Letter to Mrs. Lydia Swain

October 23-24, 1870

          Mss 12: S-gl Series A S-S 2 Folder 14         

 

 

                                                                         Naples Italy

                                                                         Oct. 23

 

My dear friend,

It is some time now since I wrote you. My last letter to you was written at Malta. We have been traveling almost incessantly since then and my mind has not been in a writing mood at all. This is the first really favorable time I have had for a long time. It is Sunday and a quiet Autumn like any, from the window we look out upon the sea.. The island of Capri looms up through the soft atmosphere of the bay. This is a day very much like our own Autumn days at home and it seems to lessen the distance between us, the leaves are falling and the distance is covered with the soft smoke like haze that we have so much and all objects seen through it have that warm copper color that is so peculiar to the season.

Since I wrote you many days crowded with interest have passed, days that have left a deep strong impression upon my memory. I cannot describe to you the pleasure one feels when sitting on the grass in the shadow of some old ruined palace or temple, something perhaps built long before the time of Christ while all about you the vines climb around and over broken columns of marble or      ----------    And often over the remains of what might have been beautiful statues .

The island of Sicily is indeed classical ground and nowhere can you go without feeling the influence of its early history.

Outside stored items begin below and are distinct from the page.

//! End-to-end tests: assemble wire-format binary images, load them
//! through the real loader and run them to completion.

use std::io::{self, Write};
use std::sync::{Arc, Mutex};

use ristretto::bytecode::OPCode as Op;
use ristretto::loader::{Image, LoadError, MAGIC_NUMBER};
use ristretto::runtime::Machine;
use ristretto::Word;

/// Assemble a binary image exactly as it appears on disk.
fn wire_image(pool: &[Word], text: &[u8]) -> Vec<u8> {
    let mut bytes = Vec::new();
    bytes.extend_from_slice(&MAGIC_NUMBER.to_be_bytes());
    bytes.extend_from_slice(&0x10000u32.to_be_bytes()); // pool origin, ignored
    bytes.extend_from_slice(&((pool.len() * 4) as u32).to_be_bytes());
    for word in pool {
        bytes.extend_from_slice(&word.to_be_bytes());
    }
    bytes.extend_from_slice(&0u32.to_be_bytes()); // text origin, ignored
    bytes.extend_from_slice(&(text.len() as u32).to_be_bytes());
    bytes.extend_from_slice(text);
    bytes
}

#[derive(Clone, Default)]
struct SharedOutput(Arc<Mutex<Vec<u8>>>);

impl SharedOutput {
    fn bytes(&self) -> Vec<u8> {
        self.0.lock().unwrap().clone()
    }
}

impl Write for SharedOutput {
    fn write(&mut self, buf: &[u8]) -> io::Result<usize> {
        self.0.lock().unwrap().extend_from_slice(buf);
        Ok(buf.len())
    }

    fn flush(&mut self) -> io::Result<()> {
        Ok(())
    }
}

/// Load a wire image and run it against the given input bytes.
fn run_wire(pool: &[Word], text: &[u8], input: &[u8]) -> (Machine, Vec<u8>) {
    let wire = wire_image(pool, text);
    let image = Image::parse(&mut wire.as_slice()).expect("image should load");
    let out = SharedOutput::default();
    let mut machine = Machine::new(
        image,
        Box::new(io::Cursor::new(input.to_vec())),
        Box::new(out.clone()),
    );
    machine.run().expect("program should not fault");
    (machine, out.bytes())
}

#[test]
fn hello_byte_program() {
    let (machine, output) = run_wire(
        &[],
        &[Op::BiPush as u8, 65, Op::Out as u8, Op::Halt as u8],
        &[],
    );
    assert!(machine.finished());
    assert_eq!(output, b"A");
}

#[test]
fn echo_input_until_eof() {
    // loop: IN, DUP, IFEQ +7 -> done, OUT, GOTO -9 -> loop
    //  0: IN
    //  1: DUP
    //  2: IFEQ +7 -> 9
    //  5: OUT
    //  6: GOTO -6 -> 0
    //  9: HALT
    let text = [
        Op::In as u8,
        Op::Dup as u8,
        Op::IfEq as u8, 0x00, 0x07,
        Op::Out as u8,
        Op::Goto as u8, 0xFF, 0xFA, // -6
        Op::Halt as u8,
    ];
    let (machine, output) = run_wire(&[], &text, b"ijvm");
    assert!(machine.finished());
    assert_eq!(output, b"ijvm");
}

#[test]
fn sum_one_to_ten_with_a_loop() {
    // local 0 = i, local 1 = acc
    //  0: BIPUSH 10    2: ISTORE 0
    //  4: BIPUSH 0     6: ISTORE 1
    //  8: ILOAD 0
    // 10: IFEQ +16 -> 26
    // 13: ILOAD 0
    // 15: ILOAD 1
    // 17: IADD
    // 18: ISTORE 1
    // 20: IINC 0, -1
    // 23: GOTO -15 -> 8
    // 26: ILOAD 1
    // 28: OUT
    // 29: HALT
    let text = [
        Op::BiPush as u8, 10,
        Op::IStore as u8, 0,
        Op::BiPush as u8, 0,
        Op::IStore as u8, 1,
        Op::ILoad as u8, 0,
        Op::IfEq as u8, 0x00, 16,
        Op::ILoad as u8, 0,
        Op::ILoad as u8, 1,
        Op::IAdd as u8,
        Op::IStore as u8, 1,
        Op::IInc as u8, 0, 0xFF,
        Op::Goto as u8, 0xFF, 0xF1, // -15
        Op::ILoad as u8, 1,
        Op::Out as u8,
        Op::Halt as u8,
    ];
    let (_, output) = run_wire(&[], &text, &[]);
    assert_eq!(output, &[55]);
}

#[test]
fn method_call_through_the_wire_format() {
    // main pushes receiver + 10 + 20, add returns their sum.
    let mut text = vec![
        Op::BiPush as u8, 0,
        Op::BiPush as u8, 10,
        Op::BiPush as u8, 20,
        Op::InvokeVirtual as u8, 0x00, 0x00,
        Op::Out as u8,
        Op::Halt as u8,
    ];
    let entry = text.len() as Word;
    text.extend_from_slice(&3u16.to_be_bytes()); // A: receiver + 2 args
    text.extend_from_slice(&0u16.to_be_bytes()); // L
    text.extend_from_slice(&[
        Op::ILoad as u8, 1,
        Op::ILoad as u8, 2,
        Op::IAdd as u8,
        Op::IReturn as u8,
    ]);
    let (machine, output) = run_wire(&[entry], &text, &[]);
    assert_eq!(output, &[30]);
    assert_eq!(machine.get_call_stack_size(), 1);
}

#[test]
fn allocation_failure_halts_through_the_wire_format() {
    let text = [
        Op::BiPush as u8, 0xFB, // -5
        Op::NewArray as u8,
        Op::Err as u8,
    ];
    let (machine, output) = run_wire(&[], &text, &[]);
    assert!(machine.finished());
    let diagnostics = String::from_utf8_lossy(&output).into_owned();
    assert!(diagnostics.contains("invalid array size -5"));
    // Only the NEWARRAY diagnostic; ERR was never reached.
    assert!(!diagnostics.contains("ERR"));
}

#[test]
fn image_round_trips_through_a_file() {
    let wire = wire_image(
        &[],
        &[Op::BiPush as u8, 33, Op::Out as u8, Op::Halt as u8],
    );
    let dir = tempfile::tempdir().unwrap();
    let path = dir.path().join("program.ijvm");
    std::fs::write(&path, &wire).unwrap();

    let out = SharedOutput::default();
    let mut machine = Machine::from_file(
        &path,
        Box::new(io::empty()),
        Box::new(out.clone()),
    )
    .unwrap();
    machine.run().unwrap();
    assert_eq!(out.bytes(), b"!");
}

#[test]
fn bad_magic_file_reports_a_load_error() {
    let mut wire = wire_image(&[], &[Op::Halt as u8]);
    wire[0] ^= 0xFF;
    let dir = tempfile::tempdir().unwrap();
    let path = dir.path().join("broken.ijvm");
    std::fs::write(&path, &wire).unwrap();

    let err = Machine::from_file(
        &path,
        Box::new(io::empty()),
        Box::new(io::sink()),
    )
    .unwrap_err();
    assert!(matches!(err, LoadError::BadMagic(_)));
}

We left Malta on the 11th for the island of Sicily. The passage across was stormy and I suffered from sea sickness but fortunately it was not a great distance and it soon became quiet when we reached “Syracuse”. We stopped long enough to get out there and see the old part of town and it is indeed old! There are the remains of old Palace-Temple erected to the Gods and Goddesses. In many, in fact, in nearly all what was once the finest palaces now live the poorest people of the town. It is a queer sight to see the poor ragged and tattered beggars through the magnificent doorways and arches, but it is the old story and from it one cannot help learning something that will remain with you always.

After leaving Syracuse we went to Catania, a city also very old built at the foot of Mt. Etna. Catania was founded 750 B.C. It is built of lava from the volcano. In 1669 the town was nearly all destroyed by Mt. Etna and 27,000 persons perished.

The thing that charmed us particularly at Catania was the country around the city, there were vines running along all the walls and houses and there were a great variety of trees but the olive was the most plentiful. It is a beautiful tree reminding one very much of our willow only the foliage is even more gray in color.

We stayed two days and made some sketches and then moved on toward Messina to which town there is a railroad.. When nearly half way there we go out at Taormina and went to see the old Roman Theater which is the most

 

Evening of the 24th

I took this letter with some others in my pocket today to our bankers to get our mail and was delighted to find some letters awaiting us. One from Anna and another from Miss Ella telling me all about you and also about what was going on about home generally.

There was a most charming letter from Miss Katie Tallman and a few very acceptable lines added by Miss Mary- then there was a little letter from my sister Lizzie that gave me the much desired information I wished to have- that they were all well at home. And then I had some letters from other friends. So they have put some life into me.

Please say to Miss Katie that I will write her very soon and give her my thanks.